§ **Work to be completed**: Starting at the top of the data and ending with the line that holds "network settles in.", transcribe each line exactly; include both ends.

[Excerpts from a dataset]
- Opening Delimiter -
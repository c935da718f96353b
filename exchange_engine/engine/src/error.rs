//! Centralized exchange engine error types.

use thiserror::Error;

#[derive(Error, Debug)]
pub enum ExchangeError {
    /// Publishing requires at least one byte of plaintext.
    #[error("The data to be uploaded can not be empty")]
    EmptyPayload,
    /// The node registry holds fewer nodes than the committee needs.
    #[error("Insufficient number of nodes, expect {expected}, actual {actual}")]
    InsufficientNodes { expected: usize, actual: usize },
    /// Price symbol other than the one the network settles in.
    #[error("Unsupported currency symbol: {symbol}")]
    UnsupportedCurrency { symbol: String },
    /// Wallet cannot cover the data price plus the committee's compute price.
    #[error("Insufficient Balance! Please ensure that your wallet balance is greater than {required}")]
    InsufficientBalance { required: String },
    #[error("Data not found: {data_id}")]
    DataNotFound { data_id: String },
    /// Client-side deadline elapsed before the task reached a terminal state.
    #[error("Timed out after {elapsed_ms}ms waiting for task {task_id}")]
    Timeout { task_id: String, elapsed_ms: u128 },
    /// The task process flagged the committee's responses.
    #[error("Verification failed: {detail}")]
    VerificationFailed { detail: String },
    #[error("Insufficient re-encryption shares: have {have}, need {need}")]
    InsufficientShares { have: usize, need: usize },
    #[error("Invalid threshold policy: t={t}, n={n}")]
    InvalidPolicy { t: usize, n: usize },
    #[error("Invalid price: {0}")]
    InvalidPrice(String),
    /// Funds moved but the task was never queued. Not compensated automatically.
    #[error("Paid {paid} but task submission failed: {source}")]
    PaidButNotSubmitted {
        paid: String,
        #[source]
        source: Box<ExchangeError>,
    },
    /// A ledger process refused the message.
    #[error("{action} rejected: {reason}")]
    Rejected { action: String, reason: String },
    /// Generic cryptographic operation failure.
    #[error("Cryptographic error: {0}")]
    Crypto(String),
    #[error("Storage error: {0}")]
    Storage(String),
    #[error("Wallet error: {0}")]
    Wallet(String),
    #[error("Config error: {0}")]
    Config(String),
    /// Serialization or deserialization error.
    #[error("Serialization error: {0}")]
    Serde(#[from] serde_json::Error),
    #[error("IO error: {0}")]
    Io(#[from] std::io::Error),
    /// Unrecognized failure from a storage, ledger or payment collaborator.
    #[error("Upstream failure: {0}")]
    Upstream(String),
}

pub type Result<T> = std::result::Result<T, ExchangeError>;

impl ExchangeError {
    pub(crate) fn rejected(action: &str, reason: impl Into<String>) -> Self {
        ExchangeError::Rejected {
            action: action.to_string(),
            reason: reason.into(),
        }
    }
}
- Closing Delimiter -
§ **Solved exercise**:
repository c935da718f96353b
filename exchange_engine/engine/src/error.rs
//! Centralized exchange engine error types.

use thiserror::Error;

#[derive(Error, Debug)]
pub enum ExchangeError {
    /// Publishing requires at least one byte of plaintext.
    #[error("The data to be uploaded can not be empty")]
    EmptyPayload,
    /// The node registry holds fewer nodes than the committee needs.
    #[error("Insufficient number of nodes, expect {expected}, actual {actual}")]
    InsufficientNodes { expected: usize, actual: usize },
    /// Price symbol other than the one the network settles in.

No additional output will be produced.